:: Task requirements ::
Two lines in the data below mark the range: the one with "Retire un layer" and the one with "Charger .env au démarrage". Return both, along with every line between them, exactly.

:: Recorded data ::
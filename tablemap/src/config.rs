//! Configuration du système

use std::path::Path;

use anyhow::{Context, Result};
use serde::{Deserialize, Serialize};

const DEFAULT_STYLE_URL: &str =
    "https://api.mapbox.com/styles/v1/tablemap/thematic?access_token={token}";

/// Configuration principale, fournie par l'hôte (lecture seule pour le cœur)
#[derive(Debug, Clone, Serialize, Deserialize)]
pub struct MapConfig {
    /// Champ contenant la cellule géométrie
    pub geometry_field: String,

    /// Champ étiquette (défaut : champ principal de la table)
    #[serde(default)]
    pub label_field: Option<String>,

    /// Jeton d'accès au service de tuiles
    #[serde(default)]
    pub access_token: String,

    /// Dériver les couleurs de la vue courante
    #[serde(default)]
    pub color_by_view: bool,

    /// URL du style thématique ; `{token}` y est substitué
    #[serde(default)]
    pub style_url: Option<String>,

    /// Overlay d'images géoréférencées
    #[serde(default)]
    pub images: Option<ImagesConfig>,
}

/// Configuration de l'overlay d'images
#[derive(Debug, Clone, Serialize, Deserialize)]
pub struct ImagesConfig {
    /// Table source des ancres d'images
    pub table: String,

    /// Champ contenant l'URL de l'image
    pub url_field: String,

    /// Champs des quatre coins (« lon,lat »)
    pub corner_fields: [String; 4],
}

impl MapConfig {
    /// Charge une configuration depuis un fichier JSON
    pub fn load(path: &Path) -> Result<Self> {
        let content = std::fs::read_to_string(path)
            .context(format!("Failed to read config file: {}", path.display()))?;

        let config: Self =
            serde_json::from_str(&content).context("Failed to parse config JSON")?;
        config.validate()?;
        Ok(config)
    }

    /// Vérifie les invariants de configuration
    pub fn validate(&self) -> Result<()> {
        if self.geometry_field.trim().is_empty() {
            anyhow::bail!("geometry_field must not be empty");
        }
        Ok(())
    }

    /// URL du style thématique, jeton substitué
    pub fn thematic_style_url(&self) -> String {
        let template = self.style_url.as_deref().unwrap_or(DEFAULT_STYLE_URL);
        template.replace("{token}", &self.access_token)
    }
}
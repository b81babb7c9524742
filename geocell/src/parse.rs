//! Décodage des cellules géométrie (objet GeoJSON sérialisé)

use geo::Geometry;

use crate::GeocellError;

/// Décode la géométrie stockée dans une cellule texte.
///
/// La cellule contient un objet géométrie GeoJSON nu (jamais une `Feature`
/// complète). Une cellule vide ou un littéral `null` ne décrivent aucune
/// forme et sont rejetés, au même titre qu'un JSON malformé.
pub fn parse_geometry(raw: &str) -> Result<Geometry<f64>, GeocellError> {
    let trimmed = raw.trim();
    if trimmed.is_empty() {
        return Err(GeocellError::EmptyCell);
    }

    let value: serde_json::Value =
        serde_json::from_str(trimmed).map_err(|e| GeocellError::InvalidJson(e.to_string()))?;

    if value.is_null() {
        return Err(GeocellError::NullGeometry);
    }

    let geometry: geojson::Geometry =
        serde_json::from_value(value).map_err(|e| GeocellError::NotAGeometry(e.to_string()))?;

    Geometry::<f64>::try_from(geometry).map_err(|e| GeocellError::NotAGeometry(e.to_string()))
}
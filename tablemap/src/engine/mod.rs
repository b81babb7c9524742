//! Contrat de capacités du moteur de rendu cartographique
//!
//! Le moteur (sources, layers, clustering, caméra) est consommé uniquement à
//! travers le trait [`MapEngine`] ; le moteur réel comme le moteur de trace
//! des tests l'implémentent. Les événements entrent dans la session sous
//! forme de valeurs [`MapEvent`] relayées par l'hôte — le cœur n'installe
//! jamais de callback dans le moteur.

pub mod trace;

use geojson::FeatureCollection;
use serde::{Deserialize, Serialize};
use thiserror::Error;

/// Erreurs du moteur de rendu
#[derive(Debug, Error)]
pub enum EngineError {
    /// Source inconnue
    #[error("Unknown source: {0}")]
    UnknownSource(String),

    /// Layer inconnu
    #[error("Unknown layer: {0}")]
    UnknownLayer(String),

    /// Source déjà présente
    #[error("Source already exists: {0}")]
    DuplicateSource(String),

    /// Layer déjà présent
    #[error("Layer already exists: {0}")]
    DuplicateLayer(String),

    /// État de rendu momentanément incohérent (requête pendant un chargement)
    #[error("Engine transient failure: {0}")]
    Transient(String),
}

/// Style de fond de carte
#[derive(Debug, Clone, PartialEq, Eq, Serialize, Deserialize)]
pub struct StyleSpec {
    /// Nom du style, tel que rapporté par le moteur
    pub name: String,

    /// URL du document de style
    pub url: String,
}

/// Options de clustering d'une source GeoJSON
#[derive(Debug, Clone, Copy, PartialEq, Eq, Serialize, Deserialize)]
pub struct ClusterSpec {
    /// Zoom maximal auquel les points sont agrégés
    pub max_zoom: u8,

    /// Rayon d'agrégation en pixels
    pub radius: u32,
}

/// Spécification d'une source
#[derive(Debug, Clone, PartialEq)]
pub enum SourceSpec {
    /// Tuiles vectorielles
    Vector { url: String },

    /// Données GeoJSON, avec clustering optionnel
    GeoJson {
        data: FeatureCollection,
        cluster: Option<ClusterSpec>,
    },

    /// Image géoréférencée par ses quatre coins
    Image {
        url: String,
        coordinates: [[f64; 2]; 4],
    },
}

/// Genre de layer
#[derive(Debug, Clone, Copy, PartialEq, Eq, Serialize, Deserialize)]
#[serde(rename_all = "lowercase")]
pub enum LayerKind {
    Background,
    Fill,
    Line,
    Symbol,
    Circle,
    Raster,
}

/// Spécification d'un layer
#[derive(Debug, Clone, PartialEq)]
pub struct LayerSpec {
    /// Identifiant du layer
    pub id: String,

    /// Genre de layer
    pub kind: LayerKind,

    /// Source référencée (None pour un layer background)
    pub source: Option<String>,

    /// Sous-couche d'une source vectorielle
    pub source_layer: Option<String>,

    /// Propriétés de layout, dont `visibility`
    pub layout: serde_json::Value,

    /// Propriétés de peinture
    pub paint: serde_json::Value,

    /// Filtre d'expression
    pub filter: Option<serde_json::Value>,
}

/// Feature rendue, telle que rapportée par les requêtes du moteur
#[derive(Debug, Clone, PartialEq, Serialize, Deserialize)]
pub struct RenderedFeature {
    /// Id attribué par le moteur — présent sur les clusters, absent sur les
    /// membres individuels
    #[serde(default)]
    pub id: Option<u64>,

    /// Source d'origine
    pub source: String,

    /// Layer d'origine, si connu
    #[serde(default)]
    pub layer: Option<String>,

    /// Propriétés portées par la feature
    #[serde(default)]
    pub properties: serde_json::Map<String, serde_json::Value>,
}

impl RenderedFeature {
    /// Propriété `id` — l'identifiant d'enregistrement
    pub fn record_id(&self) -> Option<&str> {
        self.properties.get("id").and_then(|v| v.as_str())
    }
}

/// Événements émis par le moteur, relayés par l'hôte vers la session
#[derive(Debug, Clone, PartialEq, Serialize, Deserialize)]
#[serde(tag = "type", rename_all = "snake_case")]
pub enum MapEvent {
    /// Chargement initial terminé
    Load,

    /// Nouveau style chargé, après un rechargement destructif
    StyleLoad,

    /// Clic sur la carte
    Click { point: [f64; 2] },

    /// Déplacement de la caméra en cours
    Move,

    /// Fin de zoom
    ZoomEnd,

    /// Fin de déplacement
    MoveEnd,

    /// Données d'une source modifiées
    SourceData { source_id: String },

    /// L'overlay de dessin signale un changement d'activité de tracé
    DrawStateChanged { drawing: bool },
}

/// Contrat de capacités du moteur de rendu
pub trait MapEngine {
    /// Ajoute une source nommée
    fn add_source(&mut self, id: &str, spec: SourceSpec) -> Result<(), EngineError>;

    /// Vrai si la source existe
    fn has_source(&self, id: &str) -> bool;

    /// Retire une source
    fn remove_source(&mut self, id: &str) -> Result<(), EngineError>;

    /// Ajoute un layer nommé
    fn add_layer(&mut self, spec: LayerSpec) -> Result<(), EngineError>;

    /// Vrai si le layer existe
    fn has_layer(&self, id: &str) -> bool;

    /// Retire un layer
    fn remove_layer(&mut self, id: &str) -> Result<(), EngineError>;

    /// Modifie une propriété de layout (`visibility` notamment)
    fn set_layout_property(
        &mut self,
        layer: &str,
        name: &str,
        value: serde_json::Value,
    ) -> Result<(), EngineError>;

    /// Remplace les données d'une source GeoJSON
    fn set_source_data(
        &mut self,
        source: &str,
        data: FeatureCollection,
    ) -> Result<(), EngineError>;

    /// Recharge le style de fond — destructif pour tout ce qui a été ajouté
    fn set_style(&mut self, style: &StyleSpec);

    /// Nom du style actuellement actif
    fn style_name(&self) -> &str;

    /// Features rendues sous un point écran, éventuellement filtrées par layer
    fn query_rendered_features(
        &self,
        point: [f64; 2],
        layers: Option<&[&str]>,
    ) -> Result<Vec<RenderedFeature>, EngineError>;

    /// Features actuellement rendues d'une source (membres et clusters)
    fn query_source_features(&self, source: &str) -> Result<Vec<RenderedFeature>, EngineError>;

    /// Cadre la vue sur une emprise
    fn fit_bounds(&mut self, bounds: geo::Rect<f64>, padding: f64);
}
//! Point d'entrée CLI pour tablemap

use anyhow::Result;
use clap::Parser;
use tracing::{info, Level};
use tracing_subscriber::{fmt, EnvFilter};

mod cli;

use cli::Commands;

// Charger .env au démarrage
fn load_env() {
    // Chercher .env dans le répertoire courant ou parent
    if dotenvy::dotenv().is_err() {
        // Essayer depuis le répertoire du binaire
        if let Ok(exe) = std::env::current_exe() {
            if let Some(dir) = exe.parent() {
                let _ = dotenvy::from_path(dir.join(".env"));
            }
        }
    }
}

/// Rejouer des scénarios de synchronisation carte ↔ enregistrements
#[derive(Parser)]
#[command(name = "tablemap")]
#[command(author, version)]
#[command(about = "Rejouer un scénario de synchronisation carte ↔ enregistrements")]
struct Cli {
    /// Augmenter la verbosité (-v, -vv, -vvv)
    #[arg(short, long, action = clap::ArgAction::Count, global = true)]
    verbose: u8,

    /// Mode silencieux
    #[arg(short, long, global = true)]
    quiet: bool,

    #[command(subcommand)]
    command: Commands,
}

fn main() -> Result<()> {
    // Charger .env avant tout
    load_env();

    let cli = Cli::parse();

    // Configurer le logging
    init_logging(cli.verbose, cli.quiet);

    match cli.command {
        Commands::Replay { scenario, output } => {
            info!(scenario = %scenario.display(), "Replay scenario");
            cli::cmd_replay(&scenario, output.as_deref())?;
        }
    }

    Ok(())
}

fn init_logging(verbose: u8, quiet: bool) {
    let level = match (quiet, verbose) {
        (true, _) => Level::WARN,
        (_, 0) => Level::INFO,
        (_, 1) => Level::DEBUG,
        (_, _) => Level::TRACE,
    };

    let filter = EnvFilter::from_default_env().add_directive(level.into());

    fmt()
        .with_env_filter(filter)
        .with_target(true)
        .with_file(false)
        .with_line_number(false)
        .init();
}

:: Exercise answer ::
    /// Retire un layer
    fn remove_layer(&mut self, id: &str) -> Result<(), EngineError>;

    /// Modifie une propriété de layout (`visibility` notamment)
    fn set_layout_property(
        &mut self,
        layer: &str,
        name: &str,
        value: serde_json::Value,
    ) -> Result<(), EngineError>;

    /// Remplace les données d'une source GeoJSON
    fn set_source_data(
        &mut self,
        source: &str,
        data: FeatureCollection,
    ) -> Result<(), EngineError>;

    /// Recharge le style de fond — destructif pour tout ce qui a été ajouté
    fn set_style(&mut self, style: &StyleSpec);

    /// Nom du style actuellement actif
    fn style_name(&self) -> &str;

    /// Features rendues sous un point écran, éventuellement filtrées par layer
    fn query_rendered_features(
        &self,
        point: [f64; 2],
        layers: Option<&[&str]>,
    ) -> Result<Vec<RenderedFeature>, EngineError>;

    /// Features actuellement rendues d'une source (membres et clusters)
    fn query_source_features(&self, source: &str) -> Result<Vec<RenderedFeature>, EngineError>;

    /// Cadre la vue sur une emprise
    fn fit_bounds(&mut self, bounds: geo::Rect<f64>, padding: f64);
}
//! Point d'entrée CLI pour tablemap

use anyhow::Result;
use clap::Parser;
use tracing::{info, Level};
use tracing_subscriber::{fmt, EnvFilter};

mod cli;

use cli::Commands;

// Charger .env au démarrage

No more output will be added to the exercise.